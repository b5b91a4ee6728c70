//! Common test utilities: a recording row owner and a small sample grid

#![allow(dead_code)]

use std::collections::HashMap;
use std::sync::Arc;
use std::time::Duration;

use parking_lot::Mutex;
use tokio::time::Instant;
use zqlz_grid_filter::{
    CellValue, ColumnKey, CombinedPredicate, FilterConfig, FilterCoordinator, FilterDiagnostic,
    FilterHandle, RowCollectionOwner,
};

pub type Row = HashMap<ColumnKey, CellValue>;

/// A predicate handed to the owner, with the (paused) clock time it arrived
#[derive(Clone, Debug)]
pub struct Publish {
    pub at: Duration,
    pub predicate: CombinedPredicate,
}

/// Row owner that records every predicate and diagnostic it receives.
pub struct RecordingOwner {
    started: Instant,
    publishes: Mutex<Vec<Publish>>,
    diagnostics: Mutex<Vec<FilterDiagnostic>>,
}

impl RecordingOwner {
    pub fn new() -> Arc<Self> {
        Arc::new(Self {
            started: Instant::now(),
            publishes: Mutex::new(Vec::new()),
            diagnostics: Mutex::new(Vec::new()),
        })
    }

    pub fn publishes(&self) -> Vec<Publish> {
        self.publishes.lock().clone()
    }

    pub fn publish_count(&self) -> usize {
        self.publishes.lock().len()
    }

    pub fn last(&self) -> Publish {
        self.publishes
            .lock()
            .last()
            .cloned()
            .expect("owner should have received a predicate")
    }

    /// Forget everything recorded so far
    pub fn clear(&self) {
        self.publishes.lock().clear();
        self.diagnostics.lock().clear();
    }

    pub fn diagnostics(&self) -> Vec<FilterDiagnostic> {
        self.diagnostics.lock().clone()
    }
}

impl RowCollectionOwner for RecordingOwner {
    fn set_filter_predicate(&self, predicate: CombinedPredicate) {
        self.publishes.lock().push(Publish {
            at: self.started.elapsed(),
            predicate,
        });
    }

    fn report_diagnostic(&self, diagnostic: FilterDiagnostic) {
        self.diagnostics.lock().push(diagnostic);
    }
}

/// Two-column people grid: Name (text) and Active (checkbox)
pub struct People {
    pub name: ColumnKey,
    pub active: ColumnKey,
}

impl People {
    pub fn new() -> Self {
        Self {
            name: ColumnKey::new(),
            active: ColumnKey::new(),
        }
    }

    pub fn row(&self, name: &str, active: bool) -> Row {
        HashMap::from([(self.name, name.into()), (self.active, active.into())])
    }

    pub fn rows(&self) -> Vec<Row> {
        vec![
            self.row("John", true),
            self.row("Joanna", false),
            self.row("Mike", true),
        ]
    }

    /// Names of the sample rows the predicate keeps
    pub fn kept_names(&self, predicate: &CombinedPredicate) -> Vec<String> {
        self.rows()
            .iter()
            .filter(|row| predicate.matches(*row))
            .map(|row| row[&self.name].to_string())
            .collect()
    }
}

pub fn spawn(config: FilterConfig, owner: &Arc<RecordingOwner>) -> (FilterCoordinator, FilterHandle) {
    let coordinator =
        FilterCoordinator::spawn(config, owner.clone()).expect("coordinator should start");
    let handle = coordinator.handle();
    (coordinator, handle)
}

/// Wait until the coordinator has applied every event sent so far
pub async fn settle(handle: &FilterHandle) {
    handle.status().await.expect("coordinator should be running");
}

pub fn ms(millis: u64) -> Duration {
    Duration::from_millis(millis)
}

/// Assert a publish happened at `expected`, allowing for timer granularity
pub fn assert_at(publish: &Publish, expected: Duration) {
    assert!(
        publish.at >= expected && publish.at < expected + ms(5),
        "expected publish at {:?}, got {:?}",
        expected,
        publish.at
    );
}
//! Operator-driven content filters
//!
//! Mirrors the operator set of the table viewer's filter panel, evaluated
//! against in-memory cells instead of rendered into a WHERE clause. Text
//! comparisons are case-insensitive; ordering comparisons are numeric when
//! both sides parse as numbers. NULL cells only match [`FilterOperator::IsNull`].

use std::cmp::Ordering;
use std::sync::Arc;

use crate::content_filter::{ContentFilter, ContentFilterFactory, SharedContentFilter};
use crate::error::{FactoryError, FactoryResult};
use crate::types::{CellValue, FilterValue};

/// Filter operators available to a column
#[derive(Debug, Clone, Copy, PartialEq, Eq, Hash, Default)]
pub enum FilterOperator {
    // Equality operators
    Equal,
    NotEqual,

    // Comparison operators
    LessThan,
    LessThanOrEqual,
    GreaterThan,
    GreaterThanOrEqual,

    // String operators
    #[default]
    Contains,
    DoesNotContain,
    BeginsWith,
    DoesNotBeginWith,
    EndsWith,
    DoesNotEndWith,

    // NULL/Empty operators
    IsNull,
    IsNotNull,
    IsEmpty,
    IsNotEmpty,

    // Range operators
    IsBetween,
    IsNotBetween,

    // List operators
    IsInList,
    IsNotInList,
}

impl FilterOperator {
    /// Label shown in the filter panel; also the factory name in diagnostics
    pub fn label(&self) -> &'static str {
        match self {
            Self::Equal => "=",
            Self::NotEqual => "!=",
            Self::LessThan => "<",
            Self::LessThanOrEqual => "<=",
            Self::GreaterThan => ">",
            Self::GreaterThanOrEqual => ">=",
            Self::Contains => "contains",
            Self::DoesNotContain => "does not contain",
            Self::BeginsWith => "begins with",
            Self::DoesNotBeginWith => "does not begin with",
            Self::EndsWith => "ends with",
            Self::DoesNotEndWith => "does not end with",
            Self::IsNull => "is null",
            Self::IsNotNull => "is not null",
            Self::IsEmpty => "is empty",
            Self::IsNotEmpty => "is not empty",
            Self::IsBetween => "is between",
            Self::IsNotBetween => "is not between",
            Self::IsInList => "is in list",
            Self::IsNotInList => "is not in list",
        }
    }

    /// False for operators that constrain a column with no value typed
    pub fn requires_value(&self) -> bool {
        !matches!(
            self,
            Self::IsNull | Self::IsNotNull | Self::IsEmpty | Self::IsNotEmpty
        )
    }

    /// Between operators take a [`FilterValue::Range`]
    pub fn requires_two_values(&self) -> bool {
        matches!(self, Self::IsBetween | Self::IsNotBetween)
    }
}

/// A compiled operator filter. Operands are lowercased once at construction.
#[derive(Debug, Clone)]
pub struct OperatorFilter {
    operator: FilterOperator,
    value: String,
    value2: String,
    items: Vec<String>,
}

impl OperatorFilter {
    pub fn new(operator: FilterOperator, value: &str, value2: Option<&str>) -> Self {
        let items = if matches!(
            operator,
            FilterOperator::IsInList | FilterOperator::IsNotInList
        ) {
            value.split(',').map(|s| s.trim().to_lowercase()).collect()
        } else {
            Vec::new()
        };

        Self {
            operator,
            value: value.to_lowercase(),
            value2: value2.unwrap_or(value).to_lowercase(),
            items,
        }
    }

    pub fn operator(&self) -> FilterOperator {
        self.operator
    }
}

impl ContentFilter for OperatorFilter {
    fn matches(&self, content: &CellValue) -> bool {
        if content.is_null() {
            return self.operator == FilterOperator::IsNull;
        }

        let cell = content.to_string().to_lowercase();
        match self.operator {
            FilterOperator::Equal => cell == self.value,
            FilterOperator::NotEqual => cell != self.value,

            FilterOperator::LessThan => compare(content, &cell, &self.value).is_lt(),
            FilterOperator::LessThanOrEqual => compare(content, &cell, &self.value).is_le(),
            FilterOperator::GreaterThan => compare(content, &cell, &self.value).is_gt(),
            FilterOperator::GreaterThanOrEqual => compare(content, &cell, &self.value).is_ge(),

            FilterOperator::Contains => cell.contains(&self.value),
            FilterOperator::DoesNotContain => !cell.contains(&self.value),
            FilterOperator::BeginsWith => cell.starts_with(&self.value),
            FilterOperator::DoesNotBeginWith => !cell.starts_with(&self.value),
            FilterOperator::EndsWith => cell.ends_with(&self.value),
            FilterOperator::DoesNotEndWith => !cell.ends_with(&self.value),

            FilterOperator::IsNull => false,
            FilterOperator::IsNotNull => true,
            FilterOperator::IsEmpty => cell.is_empty(),
            FilterOperator::IsNotEmpty => !cell.is_empty(),

            FilterOperator::IsBetween => {
                compare(content, &cell, &self.value).is_ge()
                    && compare(content, &cell, &self.value2).is_le()
            }
            FilterOperator::IsNotBetween => {
                compare(content, &cell, &self.value).is_lt()
                    || compare(content, &cell, &self.value2).is_gt()
            }

            FilterOperator::IsInList => self.items.contains(&cell),
            FilterOperator::IsNotInList => !self.items.contains(&cell),
        }
    }
}

/// Compare a cell against a bound, numerically when both sides are numbers.
/// `cell_lower` is the cell's lowercased display text.
fn compare(content: &CellValue, cell_lower: &str, bound: &str) -> Ordering {
    match (content.as_f64(), bound.trim().parse::<f64>()) {
        (Some(a), Ok(b)) => a.partial_cmp(&b).unwrap_or(Ordering::Equal),
        _ => cell_lower.cmp(bound),
    }
}

/// Factory producing [`OperatorFilter`]s for a fixed operator
#[derive(Debug, Clone, Copy, Default)]
pub struct OperatorFilterFactory {
    operator: FilterOperator,
}

impl OperatorFilterFactory {
    pub fn new(operator: FilterOperator) -> Self {
        Self { operator }
    }

    pub fn operator(&self) -> FilterOperator {
        self.operator
    }
}

impl ContentFilterFactory for OperatorFilterFactory {
    fn create(&self, value: &FilterValue) -> FactoryResult<Option<SharedContentFilter>> {
        // NULL/Empty operators filter even when nothing was typed
        if !self.operator.requires_value() {
            return Ok(Some(Arc::new(OperatorFilter::new(self.operator, "", None))));
        }

        if value.is_blank() {
            return Ok(None);
        }

        let filter = match value {
            FilterValue::Text(text) => OperatorFilter::new(self.operator, text, None),
            FilterValue::Bool(flag) => OperatorFilter::new(self.operator, &flag.to_string(), None),
            FilterValue::Range { from, to } if self.operator.requires_two_values() => {
                OperatorFilter::new(self.operator, from, Some(to))
            }
            _ => {
                return Err(FactoryError::UnsupportedValue {
                    factory: self.name().to_string(),
                    value: value.clone(),
                });
            }
        };

        Ok(Some(Arc::new(filter)))
    }

    fn name(&self) -> &str {
        self.operator.label()
    }
}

◇ ◇ ◇ ◇ ◇ ◇ ◇

**Task to complete**
Look through the listing, and copy each line that contains the word "derive".

**Output**
#[derive(Clone, Debug)]
#[derive(Debug, Clone, Copy, PartialEq, Eq, Hash, Default)]
#[derive(Debug, Clone)]
#[derive(Debug, Clone, Copy, Default)]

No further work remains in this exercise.